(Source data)
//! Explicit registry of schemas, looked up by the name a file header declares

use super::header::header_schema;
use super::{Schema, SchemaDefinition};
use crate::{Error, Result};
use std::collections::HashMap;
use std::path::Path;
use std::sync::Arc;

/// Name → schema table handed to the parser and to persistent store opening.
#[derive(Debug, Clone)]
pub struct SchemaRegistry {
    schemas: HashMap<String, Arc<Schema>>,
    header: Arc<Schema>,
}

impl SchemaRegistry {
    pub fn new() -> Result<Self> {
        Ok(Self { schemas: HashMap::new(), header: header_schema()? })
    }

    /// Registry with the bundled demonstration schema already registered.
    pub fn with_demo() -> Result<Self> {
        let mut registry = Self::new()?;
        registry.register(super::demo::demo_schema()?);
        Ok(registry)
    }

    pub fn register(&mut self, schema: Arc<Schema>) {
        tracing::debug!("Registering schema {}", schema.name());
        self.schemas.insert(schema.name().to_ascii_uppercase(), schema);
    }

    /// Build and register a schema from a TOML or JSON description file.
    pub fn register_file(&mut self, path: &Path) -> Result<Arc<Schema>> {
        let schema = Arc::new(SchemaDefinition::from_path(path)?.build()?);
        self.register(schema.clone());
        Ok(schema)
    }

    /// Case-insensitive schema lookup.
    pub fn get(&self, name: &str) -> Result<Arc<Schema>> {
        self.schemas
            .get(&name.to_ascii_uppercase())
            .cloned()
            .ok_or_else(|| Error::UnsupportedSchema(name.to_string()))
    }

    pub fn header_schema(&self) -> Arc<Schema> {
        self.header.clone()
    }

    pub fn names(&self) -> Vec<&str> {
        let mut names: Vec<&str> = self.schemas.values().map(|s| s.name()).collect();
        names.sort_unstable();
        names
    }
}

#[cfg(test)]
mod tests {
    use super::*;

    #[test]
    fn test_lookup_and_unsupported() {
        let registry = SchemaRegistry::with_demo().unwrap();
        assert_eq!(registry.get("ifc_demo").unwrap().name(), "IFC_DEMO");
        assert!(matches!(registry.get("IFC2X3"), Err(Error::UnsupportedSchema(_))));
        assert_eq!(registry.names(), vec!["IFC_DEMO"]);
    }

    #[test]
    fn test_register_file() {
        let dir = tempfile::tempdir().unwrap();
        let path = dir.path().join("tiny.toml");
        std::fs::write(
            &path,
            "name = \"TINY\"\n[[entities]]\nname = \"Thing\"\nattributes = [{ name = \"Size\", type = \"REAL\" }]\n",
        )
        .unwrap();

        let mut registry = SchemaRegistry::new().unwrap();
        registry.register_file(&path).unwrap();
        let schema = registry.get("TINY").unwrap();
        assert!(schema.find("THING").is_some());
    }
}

* * *

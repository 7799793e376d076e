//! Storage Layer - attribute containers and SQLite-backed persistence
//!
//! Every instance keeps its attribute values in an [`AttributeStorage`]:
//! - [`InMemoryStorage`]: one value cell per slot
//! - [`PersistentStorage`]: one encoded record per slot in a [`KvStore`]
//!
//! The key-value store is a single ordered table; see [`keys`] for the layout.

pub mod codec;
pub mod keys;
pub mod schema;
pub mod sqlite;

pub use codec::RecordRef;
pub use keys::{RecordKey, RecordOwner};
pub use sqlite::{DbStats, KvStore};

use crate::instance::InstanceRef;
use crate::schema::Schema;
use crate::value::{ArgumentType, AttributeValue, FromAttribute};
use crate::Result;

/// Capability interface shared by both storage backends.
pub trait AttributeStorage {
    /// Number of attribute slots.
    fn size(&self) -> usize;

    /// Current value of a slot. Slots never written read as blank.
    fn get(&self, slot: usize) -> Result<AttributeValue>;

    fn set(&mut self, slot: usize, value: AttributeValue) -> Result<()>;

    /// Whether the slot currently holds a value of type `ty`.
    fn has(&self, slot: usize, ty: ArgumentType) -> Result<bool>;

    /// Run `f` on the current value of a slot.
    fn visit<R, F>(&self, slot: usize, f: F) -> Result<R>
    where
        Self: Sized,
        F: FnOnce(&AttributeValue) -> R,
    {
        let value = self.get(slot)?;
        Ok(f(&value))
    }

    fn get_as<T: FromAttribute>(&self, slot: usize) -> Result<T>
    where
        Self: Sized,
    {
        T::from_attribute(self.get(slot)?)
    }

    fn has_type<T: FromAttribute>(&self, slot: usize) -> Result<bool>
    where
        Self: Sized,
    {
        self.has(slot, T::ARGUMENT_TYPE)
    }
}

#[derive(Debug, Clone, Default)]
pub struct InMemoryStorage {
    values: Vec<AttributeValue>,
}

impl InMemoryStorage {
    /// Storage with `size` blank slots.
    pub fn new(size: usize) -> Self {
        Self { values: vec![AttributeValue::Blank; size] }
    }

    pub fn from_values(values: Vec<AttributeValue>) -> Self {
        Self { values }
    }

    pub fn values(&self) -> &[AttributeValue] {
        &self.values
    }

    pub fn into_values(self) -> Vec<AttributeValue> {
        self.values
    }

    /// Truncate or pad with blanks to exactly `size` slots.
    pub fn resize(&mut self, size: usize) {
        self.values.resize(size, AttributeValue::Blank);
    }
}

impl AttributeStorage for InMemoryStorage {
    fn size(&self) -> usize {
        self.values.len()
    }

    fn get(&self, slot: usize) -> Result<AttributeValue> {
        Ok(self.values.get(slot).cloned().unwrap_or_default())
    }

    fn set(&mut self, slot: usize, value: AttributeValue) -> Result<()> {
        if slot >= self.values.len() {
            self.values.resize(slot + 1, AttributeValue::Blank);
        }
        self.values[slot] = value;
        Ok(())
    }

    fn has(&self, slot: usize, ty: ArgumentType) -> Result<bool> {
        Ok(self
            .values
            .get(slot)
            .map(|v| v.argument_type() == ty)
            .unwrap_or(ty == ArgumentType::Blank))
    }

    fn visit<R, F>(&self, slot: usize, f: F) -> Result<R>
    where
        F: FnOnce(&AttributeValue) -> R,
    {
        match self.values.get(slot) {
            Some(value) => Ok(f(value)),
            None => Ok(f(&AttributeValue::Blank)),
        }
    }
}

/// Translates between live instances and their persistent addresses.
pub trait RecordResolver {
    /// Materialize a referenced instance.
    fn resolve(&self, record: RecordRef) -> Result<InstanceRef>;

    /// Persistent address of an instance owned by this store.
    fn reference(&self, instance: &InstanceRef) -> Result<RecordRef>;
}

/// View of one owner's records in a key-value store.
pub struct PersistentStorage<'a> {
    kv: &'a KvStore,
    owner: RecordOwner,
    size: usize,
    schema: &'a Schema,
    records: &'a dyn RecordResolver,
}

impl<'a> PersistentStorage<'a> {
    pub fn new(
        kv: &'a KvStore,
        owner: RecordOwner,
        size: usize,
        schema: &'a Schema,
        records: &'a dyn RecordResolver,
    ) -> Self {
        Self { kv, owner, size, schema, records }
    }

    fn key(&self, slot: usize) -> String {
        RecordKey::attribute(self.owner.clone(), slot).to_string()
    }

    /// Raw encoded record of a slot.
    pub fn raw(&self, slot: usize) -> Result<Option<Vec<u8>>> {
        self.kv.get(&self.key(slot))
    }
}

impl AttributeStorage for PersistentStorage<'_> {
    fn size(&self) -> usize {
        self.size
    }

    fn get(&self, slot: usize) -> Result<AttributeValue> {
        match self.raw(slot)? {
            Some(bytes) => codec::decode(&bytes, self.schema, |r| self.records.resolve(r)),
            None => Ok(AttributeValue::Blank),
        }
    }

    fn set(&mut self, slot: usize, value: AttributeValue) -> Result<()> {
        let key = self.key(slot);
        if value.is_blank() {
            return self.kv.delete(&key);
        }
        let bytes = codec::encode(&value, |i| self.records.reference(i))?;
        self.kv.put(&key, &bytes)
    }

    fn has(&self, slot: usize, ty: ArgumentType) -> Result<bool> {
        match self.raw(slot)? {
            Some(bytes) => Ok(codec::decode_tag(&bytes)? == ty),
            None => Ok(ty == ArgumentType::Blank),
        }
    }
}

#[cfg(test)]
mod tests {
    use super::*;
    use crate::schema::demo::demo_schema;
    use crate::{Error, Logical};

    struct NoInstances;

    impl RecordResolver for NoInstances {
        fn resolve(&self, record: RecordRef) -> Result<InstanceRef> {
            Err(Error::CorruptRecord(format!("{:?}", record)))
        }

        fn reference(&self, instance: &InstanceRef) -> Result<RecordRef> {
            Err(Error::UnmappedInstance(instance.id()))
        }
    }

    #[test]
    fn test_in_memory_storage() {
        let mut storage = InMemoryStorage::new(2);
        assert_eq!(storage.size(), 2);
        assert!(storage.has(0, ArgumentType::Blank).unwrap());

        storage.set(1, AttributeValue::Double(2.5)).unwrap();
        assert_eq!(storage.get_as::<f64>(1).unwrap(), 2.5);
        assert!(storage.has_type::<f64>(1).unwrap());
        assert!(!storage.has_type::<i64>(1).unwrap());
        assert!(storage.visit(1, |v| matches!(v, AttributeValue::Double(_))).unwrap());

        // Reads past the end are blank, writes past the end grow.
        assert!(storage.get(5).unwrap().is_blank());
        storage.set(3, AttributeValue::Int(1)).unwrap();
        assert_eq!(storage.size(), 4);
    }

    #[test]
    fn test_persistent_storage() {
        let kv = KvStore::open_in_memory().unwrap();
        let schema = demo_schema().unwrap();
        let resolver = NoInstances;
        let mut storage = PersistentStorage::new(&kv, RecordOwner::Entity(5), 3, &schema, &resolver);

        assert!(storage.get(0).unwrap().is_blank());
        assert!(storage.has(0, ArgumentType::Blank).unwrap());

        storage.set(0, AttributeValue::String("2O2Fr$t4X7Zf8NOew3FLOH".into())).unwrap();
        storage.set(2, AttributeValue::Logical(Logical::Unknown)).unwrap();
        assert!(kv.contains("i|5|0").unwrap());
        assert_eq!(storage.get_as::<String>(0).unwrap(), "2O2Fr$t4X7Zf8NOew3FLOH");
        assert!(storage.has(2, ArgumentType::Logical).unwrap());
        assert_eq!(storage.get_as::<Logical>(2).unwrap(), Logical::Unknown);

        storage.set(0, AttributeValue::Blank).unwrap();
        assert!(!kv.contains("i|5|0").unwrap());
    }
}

▶ WORK TASK
Please filter the entries above down to the lines holding "schemas" and copy them.

▶ RESPONSE BELOW
//! Explicit registry of schemas, looked up by the name a file header declares
    schemas: HashMap<String, Arc<Schema>>,
        Ok(Self { schemas: HashMap::new(), header: header_schema()? })
        self.schemas.insert(schema.name().to_ascii_uppercase(), schema);
        self.schemas
        let mut names: Vec<&str> = self.schemas.values().map(|s| s.name()).collect();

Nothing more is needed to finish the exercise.